De aanwezigheid en verhandeling van biomassa is echter nog niet voldoende om bedrijven te trekken naar de Maasvlakte 2, zo stelt Hellenthal. ‘Er is ook een infrastructuur nodig zodat ondernemingen gelijk in kunnen ‘pluggen’ op noodzakelijke utilities. Zo kunnen zij zich concentreren op hun kernactiviteiten en hoeven ze niet extra te investeren in deze voorzieningen. Vandaar dat we de plug&play-optie aanbieden.’

 

Cascadering

Met de komst van bedrijven die materialen of chemicaliën produceren, kan Havenbedrijf Rotterdam haar visie completeren die is verwoord in het programma Bioport Rotterdam (zie kader).

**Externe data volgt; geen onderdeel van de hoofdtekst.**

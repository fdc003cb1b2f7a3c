//! Audio playback: synthesized speech → resampling → playback queue →
//! speaker.
//!
//! # Pipeline
//!
//! ```text
//! SpeechDispatcher → resample (synthesis rate → device rate)
//!                  → split_into_chunks → PlaybackQueue
//!                  → cpal output callback (PlaybackQueue::fill) → speaker
//! ```
//!
//! # Quick Start
//!
//! ```rust,no_run
//! use std::sync::Arc;
//! use voice_chat::audio::{open_or_degrade, PlaybackQueue};
//! use voice_chat::config::PlaybackConfig;
//!
//! let config = PlaybackConfig::default();
//! let queue = Arc::new(PlaybackQueue::new(&config, 22_050));
//! let _handle = open_or_degrade(&queue, 22_050, config.block_size);
//!
//! queue.enqueue_samples(&vec![0.0; 22_050]).unwrap();
//! queue.wait();
//! ```

pub mod output;
pub mod queue;
pub mod resample;

pub use output::{open_or_degrade, AudioOutput, OutputError, StreamHandle};
pub use queue::{
    split_into_chunks, AudioChunk, PlaybackError, PlaybackQueue, WaitOutcome, MAX_VOLUME,
};
pub use resample::resample;
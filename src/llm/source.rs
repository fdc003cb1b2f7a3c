//! Core `TokenSource` trait and `CommandTokenSource` implementation.
//!
//! `CommandTokenSource` runs the model as an external program: the request
//! (messages, temperature, max_tokens) is written to its stdin as one JSON
//! document and its stdout is read incrementally, each read becoming one
//! fragment.  All connection details come from [`LlmConfig`]; nothing is
//! hardcoded.

use std::collections::VecDeque;
use std::io::{ErrorKind, Read, Write};
use std::process::{Child, ChildStdout, Command, Stdio};

use serde::Serialize;
use thiserror::Error;

use crate::config::LlmConfig;
use crate::conversation::ConversationTurn;

/// Bytes requested per read of the model's stdout.
const READ_CHUNK: usize = 256;

// ---------------------------------------------------------------------------
// LlmError
// ---------------------------------------------------------------------------

/// Errors that can occur while streaming a model response.
#[derive(Debug, Error)]
pub enum LlmError {
    /// No model command is configured.
    #[error("no model command configured (set [llm] command in settings.toml)")]
    NotConfigured,

    #[error("failed to start model process: {0}")]
    Spawn(#[from] std::io::Error),

    #[error("failed to encode model request: {0}")]
    Encode(#[from] serde_json::Error),

    /// Reading the stream failed or the model exited unsuccessfully.
    #[error("model stream failed: {0}")]
    Stream(String),
}

// ---------------------------------------------------------------------------
// TokenSource trait
// ---------------------------------------------------------------------------

/// Lazy, finite sequence of text fragments; consumed once, in order.
pub type TokenStream = Box<dyn Iterator<Item = Result<String, LlmError>> + Send>;

/// Opens a streamed model response for a prepared request.
///
/// Implementors must be `Send + Sync` so they can be shared across threads
/// (e.g. wrapped in `Arc<dyn TokenSource>`).
pub trait TokenSource: Send + Sync {
    /// Start generating a reply to `messages` (anchor turn first).
    fn stream(&self, messages: &[ConversationTurn]) -> Result<TokenStream, LlmError>;
}

// ---------------------------------------------------------------------------
// CommandTokenSource
// ---------------------------------------------------------------------------

#[derive(Serialize)]
struct ModelRequest<'a> {
    messages: &'a [ConversationTurn],
    temperature: f32,
    max_tokens: usize,
    stream: bool,
}

/// Token source backed by an external model runner (one process per
/// response).
#[derive(Debug, Clone)]
pub struct CommandTokenSource {
    program: String,
    args: Vec<String>,
    temperature: f32,
    max_tokens: usize,
}

impl CommandTokenSource {
    /// Build from [`LlmConfig::command`].
    ///
    /// # Errors
    ///
    /// [`LlmError::NotConfigured`] when the command is empty.
    pub fn from_config(config: &LlmConfig) -> Result<Self, LlmError> {
        let (program, args) = config
            .command
            .split_first()
            .ok_or(LlmError::NotConfigured)?;
        Ok(Self {
            program: program.clone(),
            args: args.to_vec(),
            temperature: config.temperature,
            max_tokens: config.max_response_tokens,
        })
    }
}

impl TokenSource for CommandTokenSource {
    fn stream(&self, messages: &[ConversationTurn]) -> Result<TokenStream, LlmError> {
        let request = serde_json::to_vec(&ModelRequest {
            messages,
            temperature: self.temperature,
            max_tokens: self.max_tokens,
            stream: true,
        })?;

        let mut child = Command::new(&self.program)
            .args(&self.args)
            .stdin(Stdio::piped())
            .stdout(Stdio::piped())
            .stderr(Stdio::inherit())
            .spawn()?;

        if let Some(mut stdin) = child.stdin.take() {
            // Detached writer: the model may start printing before it has
            // read the whole request.
            std::thread::Builder::new()
                .name("model-request".into())
                .spawn(move || match stdin.write_all(&request) {
                    Ok(()) => {}
                    Err(e) if e.kind() == ErrorKind::BrokenPipe => {}
                    Err(e) => log::warn!("llm: failed to write request: {e}"),
                })?;
        }

        let stdout = child
            .stdout
            .take()
            .ok_or_else(|| LlmError::Stream("model stdout not captured".into()))?;

        log::debug!("llm: streaming reply for {} message(s)", messages.len());
        Ok(Box::new(CommandStream {
            child,
            stdout,
            pending: Vec::new(),
            queued: VecDeque::new(),
            finished: false,
        }))
    }
}

/// Iterator over the stdout of a running model process.
struct CommandStream {
    child: Child,
    stdout: ChildStdout,
    /// Bytes of an incomplete UTF-8 sequence from the previous read.
    pending: Vec<u8>,
    /// Items produced at end of stream (tail text, exit error).
    queued: VecDeque<Result<String, LlmError>>,
    finished: bool,
}

impl CommandStream {
    fn finish(&mut self) {
        self.finished = true;
        if !self.pending.is_empty() {
            let tail = String::from_utf8_lossy(&self.pending).into_owned();
            self.pending.clear();
            self.queued.push_back(Ok(tail));
        }
        match self.child.wait() {
            Ok(status) if status.success() => {}
            Ok(status) => self
                .queued
                .push_back(Err(LlmError::Stream(format!("model exited with {status}")))),
            Err(e) => self.queued.push_back(Err(LlmError::Stream(e.to_string()))),
        }
    }
}

impl Iterator for CommandStream {
    type Item = Result<String, LlmError>;

    fn next(&mut self) -> Option<Self::Item> {
        let mut buf = [0u8; READ_CHUNK];
        loop {
            if self.finished {
                return self.queued.pop_front();
            }
            match self.stdout.read(&mut buf) {
                Ok(0) => self.finish(),
                Ok(n) => {
                    self.pending.extend_from_slice(&buf[..n]);
                    let text = take_utf8(&mut self.pending);
                    if !text.is_empty() {
                        return Some(Ok(text));
                    }
                }
                Err(e) if e.kind() == ErrorKind::Interrupted => {}
                Err(e) => {
                    self.finished = true;
                    let _ = self.child.kill();
                    let _ = self.child.wait();
                    return Some(Err(LlmError::Stream(e.to_string())));
                }
            }
        }
    }
}

impl Drop for CommandStream {
    fn drop(&mut self) {
        if !self.finished {
            // Abandoned mid-response.
            let _ = self.child.kill();
            let _ = self.child.wait();
        }
    }
}

/// Remove and return the longest decodable prefix of `pending`, leaving an
/// incomplete trailing UTF-8 sequence in place.  Invalid bytes become
/// U+FFFD.
fn take_utf8(pending: &mut Vec<u8>) -> String {
    let mut text = String::new();
    loop {
        match std::str::from_utf8(pending) {
            Ok(valid) => {
                text.push_str(valid);
                pending.clear();
                return text;
            }
            Err(e) => {
                let valid = e.valid_up_to();
                // `from_utf8` already validated this prefix.
                text.push_str(&String::from_utf8_lossy(&pending[..valid]));
                match e.error_len() {
                    Some(bad) => {
                        text.push(char::REPLACEMENT_CHARACTER);
                        pending.drain(..valid + bad);
                    }
                    None => {
                        pending.drain(..valid);
                        return text;
                    }
                }
            }
        }
    }
}

// ---------------------------------------------------------------------------
// ScriptedSource  (test-only)
// ---------------------------------------------------------------------------

/// A test double that replays fixed fragments and records every request.
#[cfg(test)]
pub struct ScriptedSource {
    fragments: Vec<String>,
    fail_open: bool,
    fail_after: Option<usize>,
    requests: std::sync::Mutex<Vec<Vec<ConversationTurn>>>,
}

#[cfg(test)]
impl ScriptedSource {
    pub fn new<S: Into<String>>(fragments: impl IntoIterator<Item = S>) -> Self {
        Self {
            fragments: fragments.into_iter().map(Into::into).collect(),
            fail_open: false,
            fail_after: None,
            requests: std::sync::Mutex::new(Vec::new()),
        }
    }

    /// `stream()` itself fails.
    pub fn failing() -> Self {
        let mut source = Self::new(Vec::<String>::new());
        source.fail_open = true;
        source
    }

    /// Yield `n` fragments, then an error.
    pub fn erroring_after(mut self, n: usize) -> Self {
        self.fail_after = Some(n);
        self
    }

    /// Every request passed to `stream()`, in order.
    pub fn requests(&self) -> Vec<Vec<ConversationTurn>> {
        self.requests.lock().unwrap().clone()
    }
}

#[cfg(test)]
impl TokenSource for ScriptedSource {
    fn stream(&self, messages: &[ConversationTurn]) -> Result<TokenStream, LlmError> {
        self.requests.lock().unwrap().push(messages.to_vec());
        if self.fail_open {
            return Err(LlmError::NotConfigured);
        }
        let mut items: Vec<Result<String, LlmError>> =
            self.fragments.iter().cloned().map(Ok).collect();
        if let Some(n) = self.fail_after {
            items.truncate(n);
            items.push(Err(LlmError::Stream("scripted failure".into())));
        }
        Ok(Box::new(items.into_iter()))
    }
}

// ---------------------------------------------------------------------------
// Tests
// ---------------------------------------------------------------------------

#[cfg(test)]
mod tests {
    use super::*;

    fn sh(script: &str) -> LlmConfig {
        LlmConfig {
            command: vec!["sh".into(), "-c".into(), script.into()],
            ..LlmConfig::default()
        }
    }

    fn collect(stream: TokenStream) -> (String, Vec<String>) {
        let mut text = String::new();
        let mut errors = Vec::new();
        for item in stream {
            match item {
                Ok(fragment) => text.push_str(&fragment),
                Err(e) => errors.push(e.to_string()),
            }
        }
        (text, errors)
    }

    // --- take_utf8 ---

    #[test]
    fn take_utf8_holds_incomplete_sequence() {
        let bytes = "你好".as_bytes();
        let mut pending = bytes[..4].to_vec(); // "你" + first byte of "好"
        assert_eq!(take_utf8(&mut pending), "你");
        assert_eq!(pending, bytes[3..4].to_vec());

        pending.extend_from_slice(&bytes[4..]);
        assert_eq!(take_utf8(&mut pending), "好");
        assert!(pending.is_empty());
    }

    #[test]
    fn take_utf8_replaces_invalid_bytes() {
        let mut pending = vec![b'a', 0xFF, b'b'];
        assert_eq!(take_utf8(&mut pending), "a\u{FFFD}b");
        assert!(pending.is_empty());
    }

    // --- CommandTokenSource ---

    #[test]
    fn empty_command_is_not_configured() {
        assert!(matches!(
            CommandTokenSource::from_config(&LlmConfig::default()),
            Err(LlmError::NotConfigured)
        ));
    }

    #[cfg(unix)]
    #[test]
    fn streams_program_output() {
        let source = CommandTokenSource::from_config(&sh(
            "cat >/dev/null; printf 'Hi <think>hmm</think>there. '; printf '你好。'",
        ))
        .unwrap();
        let (text, errors) = collect(source.stream(&[ConversationTurn::user("x")]).unwrap());
        assert_eq!(text, "Hi <think>hmm</think>there. 你好。");
        assert!(errors.is_empty(), "{errors:?}");
    }

    #[cfg(unix)]
    #[test]
    fn request_is_written_as_json() {
        let source = CommandTokenSource::from_config(&sh("cat")).unwrap();
        let messages = [
            ConversationTurn::system("persona"),
            ConversationTurn::user("你好"),
        ];
        let (text, _) = collect(source.stream(&messages).unwrap());

        let request: serde_json::Value = serde_json::from_str(&text).unwrap();
        assert_eq!(request["messages"][0]["role"], "system");
        assert_eq!(request["messages"][1]["content"], "你好");
        assert_eq!(request["max_tokens"], 600);
        assert_eq!(request["stream"], true);
    }

    #[cfg(unix)]
    #[test]
    fn failed_exit_is_reported_after_output() {
        let source =
            CommandTokenSource::from_config(&sh("cat >/dev/null; printf partial; exit 2")).unwrap();
        let (text, errors) = collect(source.stream(&[]).unwrap());
        assert_eq!(text, "partial");
        assert_eq!(errors.len(), 1);
    }

    #[test]
    fn missing_program_fails_to_spawn() {
        let config = LlmConfig {
            command: vec!["/nonexistent/model-runner".into()],
            ..LlmConfig::default()
        };
        let source = CommandTokenSource::from_config(&config).unwrap();
        assert!(matches!(source.stream(&[]), Err(LlmError::Spawn(_))));
    }

    // --- ScriptedSource ---

    #[test]
    fn scripted_source_replays_and_records() {
        let source = ScriptedSource::new(["a", "b", "c"]).erroring_after(2);
        let (text, errors) = collect(source.stream(&[ConversationTurn::user("q")]).unwrap());
        assert_eq!(text, "ab");
        assert_eq!(errors.len(), 1);
        assert_eq!(source.requests()[0][0].content(), "q");
    }

    #[test]
    fn source_is_object_safe() {
        let source: Box<dyn TokenSource> = Box::new(ScriptedSource::failing());
        assert!(source.stream(&[]).is_err());
    }
}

Hierin speelt cascadering van biomassa een bepalende rol. Immers, puur het verwaarden van biomassa tot energie is, ecologisch en economisch gezien, geen goede zaak. Hellenthal: ‘Beter kun je eerst waardevolle componenten extraheren uit de biomassa voordat je deze omzet in energie of brandstoffen. Het leidt ook tot sterkere business cases dan alleen de omzetting in energie die sterk vanuit de overheid wordt gestuurd. We zijn met enkele partijen in gesprek om een bioraffinagefaciliteit te bouwen om deze stoffen uit biomassa te halen.’
Gezien het economische klimaat zal het geen gemakkelijke taak zijn. Bovendien sorteren andere havens in binnen- en buitenland ook voor op de biobased economy. Hellenthal voorziet niet zozeer een concurrentiestrijd tussen de grote havens in Noord-West-Europa, die juist meer zouden moeten samenwerken om deze industrie te faciliteren. De concurrentie gaat meer tussen locaties  op verschillende continenten. Vaak spelen dan factoren een rol waar de haven geen invloed op uit kan oefenen.

 

Slimmer werken

‘Dan praat je over een factor als de energieprijs die momenteel het veelvoudige bedraagt van de prijzen in de VS. Dit is voor bedrijven in de chemie/maakindustrie wel een belangrijke factor in de kostprijs van hun producten. Daarnaast speelt wetgeving op het gebied van afvalstoffen momenteel nog een te beperkende rol in de verdere verwaarding van biomassa, bijvoorbeeld van huishoudelijk afval. Een consistent beleidskader vanuit Europa is nodig om een biobased industry echt op te kunnen bouwen en niet alleen de technologie te ontwikkelen.’
Nu worden deze ‘klachten’ veelvuldig geuit, vandaar dat Hellenthal zich liever wil richten op de positieve aspecten. ‘Nederland is so wie so geen regio die zich onderscheidt door low-cost chemie. We moeten slimmer werken door geïntegreerde bedrijvensites, zie Maasvlakte 2, waar bedrijven reststromen uit kunnen wisselen en valoriseren. Ook op het gebied van energie zullen bedrijven door betere samenwerking winst kunnen behalen. In Rotterdam hebben we het Deltaplan Energie opgezet onder andere om restwarmte uit de regio beter in te kunnen zetten. Ook met de opschaling van veelbelovende pilots kunnen we ons onderscheiden.’